- Your assignment
Please copy out the records that follow exactly as they stand.

:: Provided information ::

//! Checksum-terminated command frames.
//!
//! Every frame sent to a device has the shape
//! `[opcode][payload...][checksum]`, where the checksum is the sum of all
//! preceding bytes modulo 256. The protocol is write-only: the device never
//! answers with a frame the client has to parse.
//!
//! # Wire Format
//!
//! | Opcode | Meaning   | Payload                                        |
//! |--------|-----------|------------------------------------------------|
//! | `0x31` | Set color | 3 ordered color bytes, white, `0x00`, `0x0F`   |
//! | `0x71` | Set power | `0x23` (on) or `0x24` (off), `0x0F`            |
//!
//! # Examples
//!
//! ```
//! use magichome_protocol::frame::{build_color_frame, build_power_frame, ChannelOrder};
//!
//! let frame = build_power_frame(true);
//! assert_eq!(frame.as_bytes(), &[0x71, 0x23, 0x0F, 0xA3]);
//!
//! let frame = build_color_frame(ChannelOrder::Grb, 255, 0, 0, 0);
//! assert_eq!(&frame.as_bytes()[1..4], &[0, 255, 0]);
//! ```

use bytes::{BufMut, Bytes, BytesMut};
use serde::{Deserialize, Serialize};
use std::fmt;
use std::str::FromStr;

/// Set color opcode.
pub const OPCODE_SET_COLOR: u8 = 0x31;
/// Set power opcode.
pub const OPCODE_SET_POWER: u8 = 0x71;

/// Power state byte: on.
pub const POWER_ON: u8 = 0x23;
/// Power state byte: off.
pub const POWER_OFF: u8 = 0x24;

/// Trailing flag byte carried by every command before the checksum.
pub const FLAG_TERMINATOR: u8 = 0x0F;

/// Length of a set color frame, checksum included.
pub const COLOR_FRAME_LEN: usize = 8;
/// Length of a set power frame, checksum included.
pub const POWER_FRAME_LEN: usize = 4;

/// Position of red, green and blue within a color frame.
///
/// Strips are wired with different channel orders. The order is chosen once
/// per device and never changes for that device.
#[derive(Debug, Clone, Copy, PartialEq, Eq, Hash, Default, Serialize, Deserialize)]
#[serde(rename_all = "lowercase")]
pub enum ChannelOrder {
    /// Red, green, blue.
    #[default]
    Rgb,
    /// Green, red, blue.
    Grb,
    /// Blue, red, green.
    Brg,
}

impl ChannelOrder {
    /// Arrange the three color channels in wire order.
    pub const fn arrange(self, r: u8, g: u8, b: u8) -> [u8; 3] {
        match self {
            Self::Rgb => [r, g, b],
            Self::Grb => [g, r, b],
            Self::Brg => [b, r, g],
        }
    }
}

impl fmt::Display for ChannelOrder {
    fn fmt(&self, f: &mut fmt::Formatter<'_>) -> fmt::Result {
        match self {
            Self::Rgb => write!(f, "rgb"),
            Self::Grb => write!(f, "grb"),
            Self::Brg => write!(f, "brg"),
        }
    }
}

impl FromStr for ChannelOrder {
    type Err = anyhow::Error;

    fn from_str(s: &str) -> Result<Self, Self::Err> {
        match s.to_ascii_lowercase().as_str() {
            "rgb" => Ok(Self::Rgb),
            "grb" => Ok(Self::Grb),
            "brg" => Ok(Self::Brg),
            other => anyhow::bail!("unknown channel order: {} (expected rgb, grb or brg)", other),
        }
    }
}

/// Sum of all bytes modulo 256.
pub fn checksum(bytes: &[u8]) -> u8 {
    bytes.iter().fold(0u8, |sum, b| sum.wrapping_add(*b))
}

/// A complete frame: opcode, payload and trailing checksum.
#[derive(Debug, Clone, PartialEq, Eq, Hash)]
pub struct Frame {
    bytes: Bytes,
}

impl Frame {
    /// Build a frame from opcode and payload, appending the checksum.
    pub fn from_payload(opcode: u8, payload: &[u8]) -> Self {
        let mut buf = BytesMut::with_capacity(payload.len() + 2);
        buf.put_u8(opcode);
        buf.put_slice(payload);
        let sum = checksum(&buf);
        buf.put_u8(sum);
        Self {
            bytes: buf.freeze(),
        }
    }

    /// Wrap bytes that already carry a checksum.
    ///
    /// # Errors
    ///
    /// Returns an error if the sequence is shorter than opcode plus checksum
    /// or the trailing byte does not match the checksum of the rest.
    pub fn from_bytes(bytes: impl Into<Bytes>) -> anyhow::Result<Self> {
        let bytes = bytes.into();
        if bytes.len() < 2 {
            anyhow::bail!("frame too short: {} bytes", bytes.len());
        }
        let frame = Self { bytes };
        if !frame.verify_checksum() {
            anyhow::bail!(
                "checksum mismatch: expected {:#04x}, got {:#04x}",
                checksum(frame.body()),
                frame.checksum()
            );
        }
        Ok(frame)
    }

    /// The opcode (first byte).
    pub fn opcode(&self) -> u8 {
        self.bytes[0]
    }

    /// Bytes between opcode and checksum.
    pub fn payload(&self) -> &[u8] {
        &self.bytes[1..self.bytes.len() - 1]
    }

    /// The trailing checksum byte.
    pub fn checksum(&self) -> u8 {
        self.bytes[self.bytes.len() - 1]
    }

    /// Returns true if the trailing byte matches the sum of all others.
    pub fn verify_checksum(&self) -> bool {
        checksum(self.body()) == self.checksum()
    }

    /// Raw frame bytes, checksum included.
    pub fn as_bytes(&self) -> &[u8] {
        &self.bytes
    }

    /// Total length in bytes.
    pub fn len(&self) -> usize {
        self.bytes.len()
    }

    /// Frames always carry at least an opcode and a checksum.
    pub fn is_empty(&self) -> bool {
        self.bytes.is_empty()
    }

    /// Consume the frame, returning the underlying buffer.
    pub fn into_bytes(self) -> Bytes {
        self.bytes
    }

    fn body(&self) -> &[u8] {
        &self.bytes[..self.bytes.len() - 1]
    }
}

impl AsRef<[u8]> for Frame {
    fn as_ref(&self) -> &[u8] {
        &self.bytes
    }
}

impl fmt::Display for Frame {
    fn fmt(&self, f: &mut fmt::Formatter<'_>) -> fmt::Result {
        for (i, b) in self.bytes.iter().enumerate() {
            if i > 0 {
                write!(f, " ")?;
            }
            write!(f, "{:02X}", b)?;
        }
        Ok(())
    }
}

/// Build a set color frame.
///
/// Layout: `0x31`, the three color bytes in `order`, `w`, `0x00`, `0x0F`,
/// checksum.
pub fn build_color_frame(order: ChannelOrder, r: u8, g: u8, b: u8, w: u8) -> Frame {
    let [c0, c1, c2] = order.arrange(r, g, b);
    Frame::from_payload(OPCODE_SET_COLOR, &[c0, c1, c2, w, 0x00, FLAG_TERMINATOR])
}

/// Build a set power frame.
///
/// Layout: `0x71`, `0x23` (on) or `0x24` (off), `0x0F`, checksum.
pub fn build_power_frame(on: bool) -> Frame {
    let state = if on { POWER_ON } else { POWER_OFF };
    Frame::from_payload(OPCODE_SET_POWER, &[state, FLAG_TERMINATOR])
}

:::

- Answer to the exercise
//! Checksum-terminated command frames.
//!
//! Every frame sent to a device has the shape
//! `[opcode][payload...][checksum]`, where the checksum is the sum of all
//! preceding bytes modulo 256. The protocol is write-only: the device never
//! answers with a frame the client has to parse.
//!
//! # Wire Format
//!
//! | Opcode | Meaning   | Payload                                        |
//! |--------|-----------|------------------------------------------------|
//! | `0x31` | Set color | 3 ordered color bytes, white, `0x00`, `0x0F`   |
//! | `0x71` | Set power | `0x23` (on) or `0x24` (off), `0x0F`            |
//!
//! # Examples
//!
//! ```
//! use magichome_protocol::frame::{build_color_frame, build_power_frame, ChannelOrder};
//!
//! let frame = build_power_frame(true);
//! assert_eq!(frame.as_bytes(), &[0x71, 0x23, 0x0F, 0xA3]);
//!
//! let frame = build_color_frame(ChannelOrder::Grb, 255, 0, 0, 0);
//! assert_eq!(&frame.as_bytes()[1..4], &[0, 255, 0]);
//! ```

use bytes::{BufMut, Bytes, BytesMut};
use serde::{Deserialize, Serialize};
use std::fmt;
use std::str::FromStr;

/// Set color opcode.
pub const OPCODE_SET_COLOR: u8 = 0x31;
/// Set power opcode.
pub const OPCODE_SET_POWER: u8 = 0x71;

/// Power state byte: on.
pub const POWER_ON: u8 = 0x23;
/// Power state byte: off.
pub const POWER_OFF: u8 = 0x24;

/// Trailing flag byte carried by every command before the checksum.
pub const FLAG_TERMINATOR: u8 = 0x0F;

/// Length of a set color frame, checksum included.
pub const COLOR_FRAME_LEN: usize = 8;
/// Length of a set power frame, checksum included.
pub const POWER_FRAME_LEN: usize = 4;

/// Position of red, green and blue within a color frame.
///
/// Strips are wired with different channel orders. The order is chosen once
/// per device and never changes for that device.
#[derive(Debug, Clone, Copy, PartialEq, Eq, Hash, Default, Serialize, Deserialize)]
#[serde(rename_all = "lowercase")]
pub enum ChannelOrder {
    /// Red, green, blue.
    #[default]
    Rgb,
    /// Green, red, blue.
    Grb,
    /// Blue, red, green.
    Brg,
}

impl ChannelOrder {
    /// Arrange the three color channels in wire order.
    pub const fn arrange(self, r: u8, g: u8, b: u8) -> [u8; 3] {
        match self {
            Self::Rgb => [r, g, b],
            Self::Grb => [g, r, b],
            Self::Brg => [b, r, g],
        }
    }
}

impl fmt::Display for ChannelOrder {
    fn fmt(&self, f: &mut fmt::Formatter<'_>) -> fmt::Result {
        match self {
            Self::Rgb => write!(f, "rgb"),
            Self::Grb => write!(f, "grb"),
            Self::Brg => write!(f, "brg"),
        }
    }
}

impl FromStr for ChannelOrder {
    type Err = anyhow::Error;

    fn from_str(s: &str) -> Result<Self, Self::Err> {
        match s.to_ascii_lowercase().as_str() {
            "rgb" => Ok(Self::Rgb),
            "grb" => Ok(Self::Grb),
            "brg" => Ok(Self::Brg),
            other => anyhow::bail!("unknown channel order: {} (expected rgb, grb or brg)", other),
        }
    }
}

/// Sum of all bytes modulo 256.
pub fn checksum(bytes: &[u8]) -> u8 {
    bytes.iter().fold(0u8, |sum, b| sum.wrapping_add(*b))
}

/// A complete frame: opcode, payload and trailing checksum.
#[derive(Debug, Clone, PartialEq, Eq, Hash)]
pub struct Frame {
    bytes: Bytes,
}

impl Frame {
    /// Build a frame from opcode and payload, appending the checksum.
    pub fn from_payload(opcode: u8, payload: &[u8]) -> Self {
        let mut buf = BytesMut::with_capacity(payload.len() + 2);
        buf.put_u8(opcode);
        buf.put_slice(payload);
        let sum = checksum(&buf);
        buf.put_u8(sum);
        Self {
            bytes: buf.freeze(),
        }
    }

    /// Wrap bytes that already carry a checksum.
    ///
    /// # Errors
    ///
    /// Returns an error if the sequence is shorter than opcode plus checksum
    /// or the trailing byte does not match the checksum of the rest.
    pub fn from_bytes(bytes: impl Into<Bytes>) -> anyhow::Result<Self> {
        let bytes = bytes.into();
        if bytes.len() < 2 {
            anyhow::bail!("frame too short: {} bytes", bytes.len());
        }
        let frame = Self { bytes };
        if !frame.verify_checksum() {
            anyhow::bail!(
                "checksum mismatch: expected {:#04x}, got {:#04x}",
                checksum(frame.body()),
                frame.checksum()
            );
        }
        Ok(frame)
    }

    /// The opcode (first byte).
    pub fn opcode(&self) -> u8 {
        self.bytes[0]
    }

    /// Bytes between opcode and checksum.
    pub fn payload(&self) -> &[u8] {
        &self.bytes[1..self.bytes.len() - 1]
    }

    /// The trailing checksum byte.
    pub fn checksum(&self) -> u8 {
        self.bytes[self.bytes.len() - 1]
    }

    /// Returns true if the trailing byte matches the sum of all others.
    pub fn verify_checksum(&self) -> bool {
        checksum(self.body()) == self.checksum()
    }

    /// Raw frame bytes, checksum included.
    pub fn as_bytes(&self) -> &[u8] {
        &self.bytes
    }

    /// Total length in bytes.
    pub fn len(&self) -> usize {
        self.bytes.len()
    }

    /// Frames always carry at least an opcode and a checksum.
    pub fn is_empty(&self) -> bool {
        self.bytes.is_empty()
    }

    /// Consume the frame, returning the underlying buffer.
    pub fn into_bytes(self) -> Bytes {
        self.bytes
    }

    fn body(&self) -> &[u8] {
        &self.bytes[..self.bytes.len() - 1]
    }
}

impl AsRef<[u8]> for Frame {
    fn as_ref(&self) -> &[u8] {
        &self.bytes
    }
}

impl fmt::Display for Frame {
    fn fmt(&self, f: &mut fmt::Formatter<'_>) -> fmt::Result {
        for (i, b) in self.bytes.iter().enumerate() {
            if i > 0 {
                write!(f, " ")?;
            }
            write!(f, "{:02X}", b)?;
        }
        Ok(())
    }
}

/// Build a set color frame.
///
/// Layout: `0x31`, the three color bytes in `order`, `w`, `0x00`, `0x0F`,
/// checksum.
pub fn build_color_frame(order: ChannelOrder, r: u8, g: u8, b: u8, w: u8) -> Frame {
    let [c0, c1, c2] = order.arrange(r, g, b);
    Frame::from_payload(OPCODE_SET_COLOR, &[c0, c1, c2, w, 0x00, FLAG_TERMINATOR])
}

/// Build a set power frame.
///
/// Layout: `0x71`, `0x23` (on) or `0x24` (off), `0x0F`, checksum.
pub fn build_power_frame(on: bool) -> Frame {
    let state = if on { POWER_ON } else { POWER_OFF };
    Frame::from_payload(OPCODE_SET_POWER, &[state, FLAG_TERMINATOR])
}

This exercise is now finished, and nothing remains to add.